• We’ve implemented additional safety measures within our Whole Foods Market stores, including providing
plexiglass barriers between cashiers and customers at checkout, rolling out enhanced cleanliness and
sanitation protocols, and enforcing social distancing guidelines. Our Whole Foods Market locations are
open to seniors one hour before opening the store to the general public, and we are reserving the first hour
of grocery pickup at select Whole Foods Market locations for seniors.
• Alexa is helping customers stay informed and connected, and can now answer tens of thousands of
questions related to COVID-19. We’re working to provide accurate and timely information from official
government and news sources, globally. Alexa also provides an experience that helps customers in Brazil,
Canada, India, Japan, Mexico, and the U.S. check their risk level for COVID-19. Customers can ask,
“Alexa, what do I do if I think I have COVID-19?” or “Alexa, what do I do if I think I have coronavirus?”
Alexa then asks a series of questions about the person’s symptoms and possible exposure and provides
guidance sourced from local health authorities.
• To support third-party sellers in Amazon’s stores, many of whom are small and medium-sized businesses,
we paused Amazon Lending loan repayments from March 26 to April 30. In recent weeks, we also waived
one month of fees for long-term storage, Strategic Account Services account management, and the
Launchpad program, as well as two weeks of inventory storage fees.

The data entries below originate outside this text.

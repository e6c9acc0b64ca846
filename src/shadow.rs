// =============================================================================
// Shadow Shorts — paper-only record of short signals we never trade
// =============================================================================
//
// The engine is long-only. A SHORT signal arriving while FLAT or PAUSED is
// recorded as a paper short: exactly one record is appended to the jsonl log
// at creation, and the in-memory tracker keeps marking open paper shorts to
// market for the status surface. No exchange order ever results from a
// shadow short.
// =============================================================================

use std::path::{Path, PathBuf};

use parking_lot::RwLock;
use serde::{Deserialize, Serialize};
use tracing::{debug, error, info};

use crate::signal::Signal;

/// How long a paper short is marked to market before it retires.
const TRACK_MS: i64 = 30 * 60 * 1000;
/// Minimum spacing between recorded checkpoints.
const CHECKPOINT_EVERY_MS: i64 = 60_000;
/// In-memory retention for the status surface.
const RECENT_CAPACITY: usize = 32;

/// A single price observation on an open paper short.
#[derive(Debug, Clone, PartialEq, Serialize, Deserialize)]
pub struct Checkpoint {
    pub ts_ms: i64,
    pub price: f64,
    pub pnl_pct: f64,
}

/// One paper short.
#[derive(Debug, Clone, Serialize, Deserialize)]
pub struct ShadowShort {
    pub id: String,
    pub signal_snapshot: Signal,
    pub entry_price: f64,
    pub simulated_pnl_pct: f64,
    pub price_checkpoints: Vec<Checkpoint>,
    pub created_at_ms: i64,
}

impl ShadowShort {
    /// Short PnL: positive when price fell below the entry.
    fn pnl_pct(entry: f64, price: f64) -> f64 {
        if entry <= 0.0 {
            return 0.0;
        }
        (entry - price) / entry * 100.0
    }
}

/// Append-only log plus the in-memory mark-to-market tracker.
pub struct ShadowLog {
    path: PathBuf,
    open: RwLock<Vec<ShadowShort>>,
}

impl ShadowLog {
    pub fn new(path: impl Into<PathBuf>) -> Self {
        Self {
            path: path.into(),
            open: RwLock::new(Vec::new()),
        }
    }

    /// Record a new paper short. Appends exactly one line to the log; an I/O
    /// failure logs and the in-memory record still tracks.
    pub fn record(&self, signal: &Signal, entry_price: f64, now_ms: i64) {
        let short = ShadowShort {
            id: uuid::Uuid::new_v4().to_string(),
            signal_snapshot: signal.clone(),
            entry_price,
            simulated_pnl_pct: 0.0,
            price_checkpoints: vec![Checkpoint {
                ts_ms: now_ms,
                price: entry_price,
                pnl_pct: 0.0,
            }],
            created_at_ms: now_ms,
        };

        info!(
            id = %short.id,
            signal_id = %signal.id,
            entry_price,
            confidence = signal.confidence,
            "shadow short recorded (paper only)"
        );

        if let Err(e) = append_jsonl(&self.path, &short) {
            error!(path = %self.path.display(), error = %e, "shadow log append failed");
        }

        let mut open = self.open.write();
        open.push(short);
        let excess = open.len().saturating_sub(RECENT_CAPACITY);
        if excess > 0 {
            open.drain(..excess);
        }
    }

    /// Mark open paper shorts to market; retire the ones past their window.
    pub fn mark_price(&self, price: f64, now_ms: i64) {
        if price <= 0.0 {
            return;
        }
        let mut open = self.open.write();
        for short in open.iter_mut() {
            if now_ms - short.created_at_ms > TRACK_MS {
                continue;
            }
            short.simulated_pnl_pct = ShadowShort::pnl_pct(short.entry_price, price);
            let last_cp = short
                .price_checkpoints
                .last()
                .map(|c| c.ts_ms)
                .unwrap_or(short.created_at_ms);
            if now_ms - last_cp >= CHECKPOINT_EVERY_MS {
                short.price_checkpoints.push(Checkpoint {
                    ts_ms: now_ms,
                    price,
                    pnl_pct: short.simulated_pnl_pct,
                });
                debug!(id = %short.id, pnl_pct = short.simulated_pnl_pct, "shadow short checkpoint");
            }
        }
    }

    /// Recent paper shorts for the status surface, newest last.
    pub fn recent(&self) -> Vec<ShadowShort> {
        self.open.read().clone()
    }
}

fn append_jsonl(path: &Path, short: &ShadowShort) -> anyhow::Result<()> {
    use std::io::Write;

    if let Some(parent) = path.parent() {
        if !parent.as_os_str().is_empty() {
            std::fs::create_dir_all(parent)?;
        }
    }
    let mut file = std::fs::OpenOptions::new()
        .create(true)
        .append(true)
        .open(path)?;
    let line = serde_json::to_string(short)?;
    writeln!(file, "{line}")?;
    Ok(())
}

impl std::fmt::Debug for ShadowLog {
    fn fmt(&self, f: &mut std::fmt::Formatter<'_>) -> std::fmt::Result {
        f.debug_struct("ShadowLog")
            .field("path", &self.path)
            .field("open", &self.open.read().len())
            .finish()
    }
}

// =============================================================================
// Tests
// =============================================================================
#[cfg(test)]
mod tests {
    use super::*;
    use crate::types::{Direction, SignalKind};

    const T0: i64 = 1_700_000_000_000;

    fn sig() -> Signal {
        Signal {
            id: "short-1".into(),
            kind: SignalKind::IcebergConfirmed,
            direction: Direction::Short,
            confidence: 65.0,
            confirm_ratio: Some(0.2),
            price: 0.128,
            volume: 0.0,
            timestamp_ms: T0,
            ttl_seconds: 60,
            symbol: "DOGE-USDT".into(),
            iceberg_level: None,
            market_state: None,
            k_god_status: None,
        }
    }

    fn log_in_tempdir() -> (ShadowLog, tempfile::TempDir) {
        let dir = tempfile::tempdir().unwrap();
        let log = ShadowLog::new(dir.path().join("shadow_shorts.jsonl"));
        (log, dir)
    }

    #[test]
    fn record_appends_exactly_one_line() {
        let (log, dir) = log_in_tempdir();
        log.record(&sig(), 0.128, T0);

        let content =
            std::fs::read_to_string(dir.path().join("shadow_shorts.jsonl")).unwrap();
        let lines: Vec<&str> = content.lines().collect();
        assert_eq!(lines.len(), 1);

        let parsed: ShadowShort = serde_json::from_str(lines[0]).unwrap();
        assert_eq!(parsed.entry_price, 0.128);
        assert_eq!(parsed.signal_snapshot.id, "short-1");
        assert_eq!(parsed.price_checkpoints.len(), 1);
    }

    #[test]
    fn marking_does_not_append_more_lines() {
        let (log, dir) = log_in_tempdir();
        log.record(&sig(), 0.128, T0);
        log.mark_price(0.126, T0 + 61_000);
        log.mark_price(0.124, T0 + 122_000);

        let content =
            std::fs::read_to_string(dir.path().join("shadow_shorts.jsonl")).unwrap();
        assert_eq!(content.lines().count(), 1);
    }

    #[test]
    fn mark_price_updates_pnl_and_checkpoints() {
        let (log, _dir) = log_in_tempdir();
        log.record(&sig(), 0.128, T0);

        // Price fell 2 %: short paper-profit is +2 %.
        log.mark_price(0.128 * 0.98, T0 + 61_000);
        let shorts = log.recent();
        assert_eq!(shorts.len(), 1);
        assert!((shorts[0].simulated_pnl_pct - 2.0).abs() < 1e-9);
        assert_eq!(shorts[0].price_checkpoints.len(), 2);

        // Within the checkpoint spacing no extra checkpoint is taken.
        log.mark_price(0.128 * 0.97, T0 + 90_000);
        assert_eq!(log.recent()[0].price_checkpoints.len(), 2);
        assert!((log.recent()[0].simulated_pnl_pct - 3.0).abs() < 1e-9);
    }

    #[test]
    fn retired_shorts_stop_updating() {
        let (log, _dir) = log_in_tempdir();
        log.record(&sig(), 0.128, T0);
        log.mark_price(0.126, T0 + TRACK_MS + 60_000);
        let shorts = log.recent();
        assert_eq!(shorts[0].simulated_pnl_pct, 0.0);
        assert_eq!(shorts[0].price_checkpoints.len(), 1);
    }

    #[test]
    fn multiple_records_accumulate() {
        let (log, dir) = log_in_tempdir();
        log.record(&sig(), 0.128, T0);
        log.record(&sig(), 0.127, T0 + 1000);
        let content =
            std::fs::read_to_string(dir.path().join("shadow_shorts.jsonl")).unwrap();
        assert_eq!(content.lines().count(), 2);
        assert_eq!(log.recent().len(), 2);
    }
}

• Amazon is supporting small businesses by partnering with American Express and its Stand for Small
initiative, providing free use of business tools that help with virtual communication and collaboration, such
as Amazon Chime, Amazon WorkDocs, and Amazon WorkSpaces, as well as enabling small businesses to
use the cloud at no charge for 12 months with AWS Free Tier. We’re also giving complimentary access to
training and educational tools from the Amazon Small Business Academy to help entrepreneurs learn how
to build their businesses online.
• AWS is helping healthcare workers, medical researchers, scientists, and public health officials working to
understand and fight COVID-19 by providing a centralized repository of curated, up-to-date, pre-processed,
and publicly-readable datasets focused on the spread and characteristics of the virus. The AWS COVID-19
data lake, which includes data sets from Johns Hopkins University, Definitive Healthcare, Carnegie
Mellon’s Delphi Research Group, and other sources, is available for anyone researching, tracking,
deploying vital resources, or developing other helpful solutions and applications to combat COVID-19.
• AWS is supporting the White House’s COVID-19 High Performance Computing Consortium, providing
computing resources to advance research on diagnosis, treatment, and vaccines.
• Customers are using AWS to lessen the impact that COVID-19 has on families, communities, and
businesses. Examples include:
• The New York City COVID-19 Rapid Response Coalition is using a conversational agent, which
is running on AWS, to enable at-risk, elderly New Yorkers to receive accurate, timely information
about medical needs.
• The Los Angeles Unified School District is using AWS to power a new call center that is fielding
IT questions, providing remote support, and enabling staff to answer calls around remote learning
for 700,000 students.
• Volunteer Surge, a nonprofit consortium, is running its online training platform on AWS to recruit,
train, and deploy one million volunteer health workers.
• The World Health Organization is using AWS to build large-scale data lakes, aggregate
epidemiological country data, rapidly translate medical training videos into different languages,
and help global healthcare workers better treat patients.